Print out the records in full, keeping each word unchanged.

[Saved entries]

● ● ● ● ● ● ●

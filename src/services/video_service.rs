//! src/services/video_service.rs
//!
//! VideoService: the ingestion, deletion, query and update workflows.
//!
//! The object store and the repository are not transactional with each
//! other. Ingestion uploads first and records second, deleting the upload
//! again if the record cannot be written. Deletion removes the binary first
//! and keeps the record whenever the binary could not be removed.

use crate::models::{
    format::VideoFormat,
    patch::VideoPatch,
    video::{CreatedVideo, NewVideo, VideoRecord, VideoSummary},
    video_id::VideoId,
};
use crate::services::{
    naming,
    object_storage::{ObjectStorage, StorageError},
    video_repository::{RepositoryError, VideoRepository},
};
use bytes::Bytes;
use chrono::Utc;
use serde_json::{Map, Value};
use std::sync::Arc;
use thiserror::Error;
use tracing::{error, info, warn};

#[derive(Debug, Error)]
pub enum VideoError {
    #[error("unsupported file `{filename}`; allowed formats: {allowed}", allowed = VideoFormat::allowed_list())]
    InvalidFormat { filename: String },
    #[error("`{0}` is not a valid video id")]
    InvalidIdentifier(String),
    #[error("invalid request: {0}")]
    InvalidRequest(String),
    #[error("video `{0}` not found")]
    NotFound(VideoId),
    #[error("upload to object store failed")]
    UploadFailed(#[source] StorageError),
    #[error("saving video metadata failed")]
    PersistFailed(#[source] RepositoryError),
    #[error("deleting video binary failed")]
    StorageDeleteFailed(#[source] StorageError),
    #[error("metadata repository unavailable")]
    RepositoryUnavailable(#[source] RepositoryError),
    #[error("updating video metadata failed")]
    UpdateFailed(#[source] RepositoryError),
    #[error("deleting video metadata failed")]
    DeleteFailed(#[source] RepositoryError),
    #[error("object store unavailable")]
    StorageUnavailable(#[source] StorageError),
}

pub type VideoResult<T> = Result<T, VideoError>;

/// One uploaded file plus the caller's descriptive fields.
#[derive(Debug, Clone)]
pub struct IngestRequest {
    pub display_name: String,
    pub flagged: bool,
    pub filename: String,
    /// MIME type sent with the file part, if any.
    pub content_type: Option<String>,
    pub content: Bytes,
}

/// Shared by every request; both clients are created once at startup.
#[derive(Clone)]
pub struct VideoService {
    storage: Arc<dyn ObjectStorage>,
    repository: Arc<dyn VideoRepository>,
}

impl VideoService {
    pub fn new(storage: Arc<dyn ObjectStorage>, repository: Arc<dyn VideoRepository>) -> Self {
        Self {
            storage,
            repository,
        }
    }

    /// Validate → upload → persist, compensating the upload if persisting fails.
    #[tracing::instrument(skip(self, request), fields(filename = %request.filename, size_bytes = request.content.len()))]
    pub async fn ingest(&self, request: IngestRequest) -> VideoResult<CreatedVideo> {
        let format = VideoFormat::from_filename(&request.filename).ok_or_else(|| {
            VideoError::InvalidFormat {
                filename: request.filename.clone(),
            }
        })?;
        let display_name = request.display_name.trim();
        if display_name.is_empty() {
            return Err(VideoError::InvalidRequest("nombreVideo is required".into()));
        }

        let storage_key = naming::storage_key(&request.filename);
        let content_type = request
            .content_type
            .as_deref()
            .filter(|ct| !ct.is_empty())
            .unwrap_or(format.content_type())
            .to_string();
        let size_bytes = request.content.len() as i64;

        let url = self
            .storage
            .put(&storage_key, request.content, &content_type)
            .await
            .map_err(VideoError::UploadFailed)?;

        let video = NewVideo {
            display_name: display_name.to_string(),
            storage_key,
            url,
            size_bytes,
            format,
            flagged: request.flagged,
            uploaded_at: Utc::now(),
            processed: false,
        };

        match self.repository.insert(&video).await {
            Ok(id) => {
                info!(video_id = %id, key = %video.storage_key, "video ingested");
                Ok(CreatedVideo::new(id, &video))
            }
            Err(err) => {
                error!(error = %err, key = %video.storage_key, "saving metadata failed; removing uploaded object");
                if let Err(cleanup_err) = self.storage.delete(&video.storage_key).await {
                    error!(
                        error = %cleanup_err,
                        key = %video.storage_key,
                        "compensating delete failed; object is orphaned"
                    );
                }
                Err(VideoError::PersistFailed(err))
            }
        }
    }

    /// Lookup → remove binary → remove record.
    #[tracing::instrument(skip(self))]
    pub async fn delete(&self, raw_id: &str) -> VideoResult<()> {
        let id = parse_id(raw_id)?;

        let video = self
            .repository
            .find_by_id(&id)
            .await
            .map_err(VideoError::DeleteFailed)?
            .ok_or_else(|| VideoError::NotFound(id.clone()))?;

        self.storage
            .delete(&video.storage_key)
            .await
            .map_err(VideoError::StorageDeleteFailed)?;

        let deleted = self
            .repository
            .delete_by_id(&id)
            .await
            .map_err(VideoError::DeleteFailed)?;
        if deleted == 0 {
            warn!(video_id = %id, "record vanished before it could be deleted");
            return Err(VideoError::NotFound(id));
        }

        info!(video_id = %id, key = %video.storage_key, "video deleted");
        Ok(())
    }

    pub async fn list(&self) -> VideoResult<Vec<VideoSummary>> {
        self.repository
            .find_all()
            .await
            .map_err(VideoError::RepositoryUnavailable)
    }

    pub async fn get(&self, raw_id: &str) -> VideoResult<VideoRecord> {
        let id = parse_id(raw_id)?;
        self.repository
            .find_by_id(&id)
            .await
            .map_err(VideoError::RepositoryUnavailable)?
            .ok_or(VideoError::NotFound(id))
    }

    /// Apply a JSON patch; identity and storage fields are silently dropped.
    /// Nothing modified, whether the record is missing or already holds
    /// the patched values, is `NotFound`.
    pub async fn update(&self, raw_id: &str, body: Map<String, Value>) -> VideoResult<()> {
        let id = parse_id(raw_id)?;
        let patch =
            VideoPatch::from_json(body).map_err(|e| VideoError::InvalidRequest(e.to_string()))?;

        let modified = self
            .repository
            .update_by_id(&id, &patch)
            .await
            .map_err(VideoError::UpdateFailed)?;
        if modified == 0 {
            return Err(VideoError::NotFound(id));
        }
        Ok(())
    }

    /// Connectivity check against the object store.
    pub async fn probe_storage(&self) -> VideoResult<()> {
        self.storage
            .head_bucket()
            .await
            .map_err(VideoError::StorageUnavailable)
    }

    pub async fn probe_repository(&self) -> VideoResult<()> {
        self.repository
            .ping()
            .await
            .map_err(VideoError::RepositoryUnavailable)
    }

    pub fn bucket(&self) -> &str {
        self.storage.bucket()
    }
}

fn parse_id(raw: &str) -> VideoResult<VideoId> {
    VideoId::parse(raw).map_err(|e| VideoError::InvalidIdentifier(e.0))
}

● ● ● ● ● ● ●

◆ Worked solution ◆
filename src/services/video_service.rs
//! src/services/video_service.rs
//!
//! VideoService: the ingestion, deletion, query and update workflows.
//!
//! The object store and the repository are not transactional with each
//! other. Ingestion uploads first and records second, deleting the upload
//! again if the record cannot be written. Deletion removes the binary first
//! and keeps the record whenever the binary could not be removed.

use crate::models::{
    format::VideoFormat,
    patch::VideoPatch,
    video::{CreatedVideo, NewVideo, VideoRecord, VideoSummary},
    video_id::VideoId,
};
use crate::services::{
    naming,
    object_storage::{ObjectStorage, StorageError},
    video_repository::{RepositoryError, VideoRepository},
};
use bytes::Bytes;
use chrono::Utc;
use serde_json::{Map, Value};
use std::sync::Arc;
use thiserror::Error;
use tracing::{error, info, warn};

#[derive(Debug, Error)]
pub enum VideoError {
    #[error("unsupported file `{filename}`; allowed formats: {allowed}", allowed = VideoFormat::allowed_list())]
    InvalidFormat { filename: String },
    #[error("`{0}` is not a valid video id")]
    InvalidIdentifier(String),
    #[error("invalid request: {0}")]
    InvalidRequest(String),
    #[error("video `{0}` not found")]
    NotFound(VideoId),
    #[error("upload to object store failed")]
    UploadFailed(#[source] StorageError),
    #[error("saving video metadata failed")]
    PersistFailed(#[source] RepositoryError),
    #[error("deleting video binary failed")]
    StorageDeleteFailed(#[source] StorageError),
    #[error("metadata repository unavailable")]
    RepositoryUnavailable(#[source] RepositoryError),
    #[error("updating video metadata failed")]
    UpdateFailed(#[source] RepositoryError),
    #[error("deleting video metadata failed")]
    DeleteFailed(#[source] RepositoryError),
    #[error("object store unavailable")]
    StorageUnavailable(#[source] StorageError),
}

pub type VideoResult<T> = Result<T, VideoError>;

/// One uploaded file plus the caller's descriptive fields.
#[derive(Debug, Clone)]
pub struct IngestRequest {
    pub display_name: String,
    pub flagged: bool,
    pub filename: String,
    /// MIME type sent with the file part, if any.
    pub content_type: Option<String>,
    pub content: Bytes,
}

/// Shared by every request; both clients are created once at startup.
#[derive(Clone)]
pub struct VideoService {
    storage: Arc<dyn ObjectStorage>,
    repository: Arc<dyn VideoRepository>,
}

impl VideoService {
    pub fn new(storage: Arc<dyn ObjectStorage>, repository: Arc<dyn VideoRepository>) -> Self {
        Self {
            storage,
            repository,
        }
    }

    /// Validate → upload → persist, compensating the upload if persisting fails.
    #[tracing::instrument(skip(self, request), fields(filename = %request.filename, size_bytes = request.content.len()))]
    pub async fn ingest(&self, request: IngestRequest) -> VideoResult<CreatedVideo> {
        let format = VideoFormat::from_filename(&request.filename).ok_or_else(|| {
            VideoError::InvalidFormat {
                filename: request.filename.clone(),
            }
        })?;
        let display_name = request.display_name.trim();
        if display_name.is_empty() {
            return Err(VideoError::InvalidRequest("nombreVideo is required".into()));
        }

        let storage_key = naming::storage_key(&request.filename);
        let content_type = request
            .content_type
            .as_deref()
            .filter(|ct| !ct.is_empty())
            .unwrap_or(format.content_type())
            .to_string();
        let size_bytes = request.content.len() as i64;

        let url = self
            .storage
            .put(&storage_key, request.content, &content_type)
            .await
            .map_err(VideoError::UploadFailed)?;

        let video = NewVideo {
            display_name: display_name.to_string(),
            storage_key,
            url,
            size_bytes,
            format,
            flagged: request.flagged,
            uploaded_at: Utc::now(),
            processed: false,
        };

        match self.repository.insert(&video).await {
            Ok(id) => {
                info!(video_id = %id, key = %video.storage_key, "video ingested");
                Ok(CreatedVideo::new(id, &video))
            }
            Err(err) => {
                error!(error = %err, key = %video.storage_key, "saving metadata failed; removing uploaded object");
                if let Err(cleanup_err) = self.storage.delete(&video.storage_key).await {
                    error!(
                        error = %cleanup_err,
                        key = %video.storage_key,
                        "compensating delete failed; object is orphaned"
                    );
                }
                Err(VideoError::PersistFailed(err))
            }
        }
    }

    /// Lookup → remove binary → remove record.
    #[tracing::instrument(skip(self))]
    pub async fn delete(&self, raw_id: &str) -> VideoResult<()> {
        let id = parse_id(raw_id)?;

        let video = self
            .repository
            .find_by_id(&id)
            .await
            .map_err(VideoError::DeleteFailed)?
            .ok_or_else(|| VideoError::NotFound(id.clone()))?;

        self.storage
            .delete(&video.storage_key)
            .await
            .map_err(VideoError::StorageDeleteFailed)?;

        let deleted = self
            .repository
            .delete_by_id(&id)
            .await
            .map_err(VideoError::DeleteFailed)?;
        if deleted == 0 {
            warn!(video_id = %id, "record vanished before it could be deleted");
            return Err(VideoError::NotFound(id));
        }

        info!(video_id = %id, key = %video.storage_key, "video deleted");
        Ok(())
    }

    pub async fn list(&self) -> VideoResult<Vec<VideoSummary>> {
        self.repository
            .find_all()
            .await
            .map_err(VideoError::RepositoryUnavailable)
    }

    pub async fn get(&self, raw_id: &str) -> VideoResult<VideoRecord> {
        let id = parse_id(raw_id)?;
        self.repository
            .find_by_id(&id)
            .await
            .map_err(VideoError::RepositoryUnavailable)?
            .ok_or(VideoError::NotFound(id))
    }

    /// Apply a JSON patch; identity and storage fields are silently dropped.
    /// Nothing modified, whether the record is missing or already holds
    /// the patched values, is `NotFound`.
    pub async fn update(&self, raw_id: &str, body: Map<String, Value>) -> VideoResult<()> {
        let id = parse_id(raw_id)?;
        let patch =
            VideoPatch::from_json(body).map_err(|e| VideoError::InvalidRequest(e.to_string()))?;

        let modified = self
            .repository
            .update_by_id(&id, &patch)
            .await
            .map_err(VideoError::UpdateFailed)?;
        if modified == 0 {
            return Err(VideoError::NotFound(id));
        }
        Ok(())
    }

    /// Connectivity check against the object store.
    pub async fn probe_storage(&self) -> VideoResult<()> {
        self.storage
            .head_bucket()
            .await
            .map_err(VideoError::StorageUnavailable)
    }

    pub async fn probe_repository(&self) -> VideoResult<()> {
        self.repository
            .ping()
            .await
            .map_err(VideoError::RepositoryUnavailable)
    }

    pub fn bucket(&self) -> &str {
        self.storage.bucket()
    }
}

fn parse_id(raw: &str) -> VideoResult<VideoId> {
    VideoId::parse(raw).map_err(|e| VideoError::InvalidIdentifier(e.0))
}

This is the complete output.